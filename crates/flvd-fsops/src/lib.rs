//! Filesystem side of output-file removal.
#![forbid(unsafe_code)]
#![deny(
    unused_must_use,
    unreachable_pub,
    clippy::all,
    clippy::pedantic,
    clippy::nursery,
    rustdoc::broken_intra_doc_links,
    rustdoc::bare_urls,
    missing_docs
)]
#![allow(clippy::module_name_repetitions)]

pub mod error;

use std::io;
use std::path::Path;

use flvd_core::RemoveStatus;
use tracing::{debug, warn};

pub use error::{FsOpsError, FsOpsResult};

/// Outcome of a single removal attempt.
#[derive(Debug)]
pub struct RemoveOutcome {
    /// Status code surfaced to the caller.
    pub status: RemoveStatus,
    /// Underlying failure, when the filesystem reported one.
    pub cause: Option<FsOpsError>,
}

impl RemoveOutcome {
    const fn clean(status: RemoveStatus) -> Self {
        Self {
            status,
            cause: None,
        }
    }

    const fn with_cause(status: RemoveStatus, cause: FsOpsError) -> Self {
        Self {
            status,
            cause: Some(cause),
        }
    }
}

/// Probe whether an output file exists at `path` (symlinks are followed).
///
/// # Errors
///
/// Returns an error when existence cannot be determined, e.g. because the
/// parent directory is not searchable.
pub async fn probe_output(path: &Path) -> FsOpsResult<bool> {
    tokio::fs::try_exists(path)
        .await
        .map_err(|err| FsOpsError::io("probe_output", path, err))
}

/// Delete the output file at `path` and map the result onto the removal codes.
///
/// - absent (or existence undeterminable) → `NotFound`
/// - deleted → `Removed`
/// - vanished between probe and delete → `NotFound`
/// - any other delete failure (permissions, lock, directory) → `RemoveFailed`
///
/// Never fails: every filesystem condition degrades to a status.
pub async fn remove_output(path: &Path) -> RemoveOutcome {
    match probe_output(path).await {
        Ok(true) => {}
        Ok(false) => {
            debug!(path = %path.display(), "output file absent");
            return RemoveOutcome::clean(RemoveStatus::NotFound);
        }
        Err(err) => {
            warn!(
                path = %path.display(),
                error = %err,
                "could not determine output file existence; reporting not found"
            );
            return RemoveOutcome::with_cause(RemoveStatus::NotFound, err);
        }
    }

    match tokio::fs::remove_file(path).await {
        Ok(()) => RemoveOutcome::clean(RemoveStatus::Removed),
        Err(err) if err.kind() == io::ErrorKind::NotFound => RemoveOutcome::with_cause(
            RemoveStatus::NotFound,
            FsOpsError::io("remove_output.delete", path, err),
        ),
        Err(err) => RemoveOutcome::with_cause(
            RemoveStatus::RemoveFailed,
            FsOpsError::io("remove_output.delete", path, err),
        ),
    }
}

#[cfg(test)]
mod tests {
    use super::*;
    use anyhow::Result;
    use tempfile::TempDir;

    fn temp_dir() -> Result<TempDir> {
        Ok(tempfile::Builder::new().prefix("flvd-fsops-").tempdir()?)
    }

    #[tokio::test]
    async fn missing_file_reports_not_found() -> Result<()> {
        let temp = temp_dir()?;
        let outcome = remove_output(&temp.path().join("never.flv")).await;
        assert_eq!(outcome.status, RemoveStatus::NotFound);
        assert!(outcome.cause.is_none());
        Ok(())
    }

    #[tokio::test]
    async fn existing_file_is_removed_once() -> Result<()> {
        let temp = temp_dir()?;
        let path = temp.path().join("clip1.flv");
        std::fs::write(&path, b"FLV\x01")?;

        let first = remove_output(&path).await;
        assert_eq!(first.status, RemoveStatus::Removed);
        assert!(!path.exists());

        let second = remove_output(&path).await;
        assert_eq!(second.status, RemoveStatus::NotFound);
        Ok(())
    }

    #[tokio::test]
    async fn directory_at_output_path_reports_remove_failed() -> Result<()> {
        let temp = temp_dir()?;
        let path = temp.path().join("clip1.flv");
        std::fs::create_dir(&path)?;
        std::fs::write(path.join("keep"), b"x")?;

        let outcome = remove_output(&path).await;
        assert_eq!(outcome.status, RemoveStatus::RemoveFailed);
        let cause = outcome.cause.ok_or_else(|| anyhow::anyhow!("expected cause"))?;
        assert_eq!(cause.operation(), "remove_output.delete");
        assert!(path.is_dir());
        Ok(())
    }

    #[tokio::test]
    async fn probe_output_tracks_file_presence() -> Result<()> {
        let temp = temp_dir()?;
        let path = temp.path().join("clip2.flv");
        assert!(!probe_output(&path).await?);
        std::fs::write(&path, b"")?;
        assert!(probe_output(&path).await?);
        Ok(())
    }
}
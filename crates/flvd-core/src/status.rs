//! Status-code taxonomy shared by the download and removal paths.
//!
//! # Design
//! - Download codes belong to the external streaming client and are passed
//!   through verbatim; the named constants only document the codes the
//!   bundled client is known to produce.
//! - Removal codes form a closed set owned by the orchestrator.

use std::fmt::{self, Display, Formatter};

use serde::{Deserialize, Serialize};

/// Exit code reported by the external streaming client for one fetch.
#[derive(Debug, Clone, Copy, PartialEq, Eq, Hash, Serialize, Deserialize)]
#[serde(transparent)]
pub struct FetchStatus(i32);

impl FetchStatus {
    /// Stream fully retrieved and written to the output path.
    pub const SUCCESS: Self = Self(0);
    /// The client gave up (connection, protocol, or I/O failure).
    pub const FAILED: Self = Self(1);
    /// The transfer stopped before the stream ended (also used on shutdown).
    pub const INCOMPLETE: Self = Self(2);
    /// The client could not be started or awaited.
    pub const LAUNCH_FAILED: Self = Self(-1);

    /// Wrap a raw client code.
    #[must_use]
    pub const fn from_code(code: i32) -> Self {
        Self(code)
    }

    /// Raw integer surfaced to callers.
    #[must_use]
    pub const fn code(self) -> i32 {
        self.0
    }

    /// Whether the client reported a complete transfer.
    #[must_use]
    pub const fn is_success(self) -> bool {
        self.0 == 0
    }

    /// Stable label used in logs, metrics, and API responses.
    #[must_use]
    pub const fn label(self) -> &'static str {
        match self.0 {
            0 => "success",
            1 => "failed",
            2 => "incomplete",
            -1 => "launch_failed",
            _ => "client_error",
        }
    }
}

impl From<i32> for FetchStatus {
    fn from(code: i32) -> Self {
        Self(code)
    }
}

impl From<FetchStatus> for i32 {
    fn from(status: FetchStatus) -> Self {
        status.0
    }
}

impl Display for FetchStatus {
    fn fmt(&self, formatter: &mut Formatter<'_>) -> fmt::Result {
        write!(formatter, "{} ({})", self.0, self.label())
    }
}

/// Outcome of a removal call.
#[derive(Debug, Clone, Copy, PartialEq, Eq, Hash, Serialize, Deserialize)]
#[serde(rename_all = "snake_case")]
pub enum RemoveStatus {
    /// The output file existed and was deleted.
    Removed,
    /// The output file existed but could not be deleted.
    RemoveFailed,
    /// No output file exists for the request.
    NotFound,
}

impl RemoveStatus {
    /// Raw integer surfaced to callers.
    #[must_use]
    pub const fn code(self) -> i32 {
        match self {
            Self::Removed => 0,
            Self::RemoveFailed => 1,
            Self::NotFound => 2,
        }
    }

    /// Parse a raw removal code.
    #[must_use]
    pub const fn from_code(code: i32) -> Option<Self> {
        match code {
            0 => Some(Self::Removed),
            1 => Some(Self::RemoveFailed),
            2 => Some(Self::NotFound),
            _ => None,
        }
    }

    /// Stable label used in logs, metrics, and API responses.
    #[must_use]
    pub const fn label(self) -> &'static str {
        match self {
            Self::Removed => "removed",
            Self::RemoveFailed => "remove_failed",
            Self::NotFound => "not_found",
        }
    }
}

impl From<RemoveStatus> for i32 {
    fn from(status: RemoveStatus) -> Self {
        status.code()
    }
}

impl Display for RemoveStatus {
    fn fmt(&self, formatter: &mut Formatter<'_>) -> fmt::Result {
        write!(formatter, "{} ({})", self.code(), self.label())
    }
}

------------------------------------------------------------------------

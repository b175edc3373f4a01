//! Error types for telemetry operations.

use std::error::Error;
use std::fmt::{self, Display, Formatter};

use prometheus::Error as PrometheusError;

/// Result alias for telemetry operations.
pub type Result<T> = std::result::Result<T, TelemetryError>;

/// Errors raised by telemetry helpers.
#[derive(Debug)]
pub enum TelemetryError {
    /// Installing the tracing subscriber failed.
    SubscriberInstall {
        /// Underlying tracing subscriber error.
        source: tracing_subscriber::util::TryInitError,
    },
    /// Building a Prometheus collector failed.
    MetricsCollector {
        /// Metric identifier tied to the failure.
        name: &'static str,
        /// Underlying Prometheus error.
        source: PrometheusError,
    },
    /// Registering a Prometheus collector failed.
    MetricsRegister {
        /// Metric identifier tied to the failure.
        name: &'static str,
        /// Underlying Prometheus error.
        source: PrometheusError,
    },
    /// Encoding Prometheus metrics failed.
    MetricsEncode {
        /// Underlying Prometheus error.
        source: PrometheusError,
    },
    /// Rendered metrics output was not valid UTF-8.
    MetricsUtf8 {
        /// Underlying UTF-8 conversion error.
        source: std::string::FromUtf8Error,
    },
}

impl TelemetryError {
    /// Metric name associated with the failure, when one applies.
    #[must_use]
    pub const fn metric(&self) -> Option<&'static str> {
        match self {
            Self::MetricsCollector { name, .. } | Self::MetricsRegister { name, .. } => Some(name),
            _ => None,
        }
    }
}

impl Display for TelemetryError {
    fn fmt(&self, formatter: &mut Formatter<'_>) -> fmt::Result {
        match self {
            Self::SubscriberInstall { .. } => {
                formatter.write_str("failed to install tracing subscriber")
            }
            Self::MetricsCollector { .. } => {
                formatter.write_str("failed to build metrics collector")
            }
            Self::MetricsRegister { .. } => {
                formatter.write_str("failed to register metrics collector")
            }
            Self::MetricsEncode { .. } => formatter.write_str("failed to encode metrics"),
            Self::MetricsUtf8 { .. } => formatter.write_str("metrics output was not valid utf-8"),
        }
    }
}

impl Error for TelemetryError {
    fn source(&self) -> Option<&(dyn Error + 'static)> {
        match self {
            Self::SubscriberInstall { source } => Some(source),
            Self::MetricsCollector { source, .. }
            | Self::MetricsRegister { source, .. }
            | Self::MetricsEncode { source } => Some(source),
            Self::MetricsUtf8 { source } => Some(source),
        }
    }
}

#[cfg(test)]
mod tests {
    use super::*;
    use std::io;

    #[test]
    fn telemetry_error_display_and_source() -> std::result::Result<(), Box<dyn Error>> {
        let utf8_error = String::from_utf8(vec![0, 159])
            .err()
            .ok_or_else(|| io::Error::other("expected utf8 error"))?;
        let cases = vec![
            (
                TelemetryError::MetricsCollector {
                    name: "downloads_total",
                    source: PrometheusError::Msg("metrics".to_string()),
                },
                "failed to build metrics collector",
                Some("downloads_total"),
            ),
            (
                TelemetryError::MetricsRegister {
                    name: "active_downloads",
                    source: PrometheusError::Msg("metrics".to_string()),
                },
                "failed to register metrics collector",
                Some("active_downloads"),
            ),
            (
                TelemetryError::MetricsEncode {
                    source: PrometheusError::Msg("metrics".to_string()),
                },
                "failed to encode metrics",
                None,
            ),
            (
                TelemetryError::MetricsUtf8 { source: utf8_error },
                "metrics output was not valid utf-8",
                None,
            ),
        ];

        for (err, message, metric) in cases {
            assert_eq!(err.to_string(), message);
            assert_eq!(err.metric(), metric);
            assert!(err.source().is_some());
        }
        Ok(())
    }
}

------------------------------------------------------------------------

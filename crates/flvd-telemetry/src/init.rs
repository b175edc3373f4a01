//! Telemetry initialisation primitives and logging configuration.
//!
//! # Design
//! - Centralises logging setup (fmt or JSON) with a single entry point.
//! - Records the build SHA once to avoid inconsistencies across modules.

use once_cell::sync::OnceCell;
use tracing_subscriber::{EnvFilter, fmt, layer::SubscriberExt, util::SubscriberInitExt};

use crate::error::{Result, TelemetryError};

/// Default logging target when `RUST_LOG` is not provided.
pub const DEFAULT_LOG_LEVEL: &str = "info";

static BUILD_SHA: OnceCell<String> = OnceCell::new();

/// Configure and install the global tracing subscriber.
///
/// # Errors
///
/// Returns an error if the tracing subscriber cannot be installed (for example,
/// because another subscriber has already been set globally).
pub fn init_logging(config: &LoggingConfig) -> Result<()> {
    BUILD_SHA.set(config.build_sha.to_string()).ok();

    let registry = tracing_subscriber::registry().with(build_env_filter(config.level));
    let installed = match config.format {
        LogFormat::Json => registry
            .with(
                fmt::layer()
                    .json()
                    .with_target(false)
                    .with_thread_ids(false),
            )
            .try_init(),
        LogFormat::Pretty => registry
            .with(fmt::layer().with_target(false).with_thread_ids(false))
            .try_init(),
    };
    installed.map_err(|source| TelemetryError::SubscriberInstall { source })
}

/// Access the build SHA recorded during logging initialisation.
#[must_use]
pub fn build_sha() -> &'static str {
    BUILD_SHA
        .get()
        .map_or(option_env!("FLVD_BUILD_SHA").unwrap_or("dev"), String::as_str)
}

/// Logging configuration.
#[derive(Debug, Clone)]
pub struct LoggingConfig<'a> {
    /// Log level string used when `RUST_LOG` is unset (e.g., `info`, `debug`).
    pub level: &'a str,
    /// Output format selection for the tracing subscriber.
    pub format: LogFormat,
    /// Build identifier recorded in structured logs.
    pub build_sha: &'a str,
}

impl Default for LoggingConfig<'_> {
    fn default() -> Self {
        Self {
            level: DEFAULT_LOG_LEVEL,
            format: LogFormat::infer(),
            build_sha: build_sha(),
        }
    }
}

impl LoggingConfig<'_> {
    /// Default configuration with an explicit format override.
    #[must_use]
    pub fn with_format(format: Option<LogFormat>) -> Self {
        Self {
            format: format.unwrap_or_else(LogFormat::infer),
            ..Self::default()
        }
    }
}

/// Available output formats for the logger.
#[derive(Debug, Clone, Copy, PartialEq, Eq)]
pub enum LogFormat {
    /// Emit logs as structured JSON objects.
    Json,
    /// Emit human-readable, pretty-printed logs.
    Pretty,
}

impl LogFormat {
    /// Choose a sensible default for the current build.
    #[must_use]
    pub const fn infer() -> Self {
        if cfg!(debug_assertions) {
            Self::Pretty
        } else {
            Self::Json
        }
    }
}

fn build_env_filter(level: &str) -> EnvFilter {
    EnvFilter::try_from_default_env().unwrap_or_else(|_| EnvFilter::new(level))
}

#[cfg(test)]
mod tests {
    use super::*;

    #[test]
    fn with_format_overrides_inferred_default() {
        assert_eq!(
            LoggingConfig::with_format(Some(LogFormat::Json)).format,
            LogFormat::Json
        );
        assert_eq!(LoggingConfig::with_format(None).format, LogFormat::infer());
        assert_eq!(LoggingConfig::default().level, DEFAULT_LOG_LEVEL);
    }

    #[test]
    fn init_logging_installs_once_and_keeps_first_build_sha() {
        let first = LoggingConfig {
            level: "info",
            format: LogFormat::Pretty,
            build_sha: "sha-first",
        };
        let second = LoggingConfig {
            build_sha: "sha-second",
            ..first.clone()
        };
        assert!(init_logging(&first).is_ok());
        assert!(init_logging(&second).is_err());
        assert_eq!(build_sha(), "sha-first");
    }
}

------------------------------------------------------------------------

The problem: Pull out all lines in the data above that include "filename".

Answer:
filename crates/flvd-fsops/src/lib.rs
filename crates/flvd-core/src/status.rs
filename crates/flvd-telemetry/src/init.rs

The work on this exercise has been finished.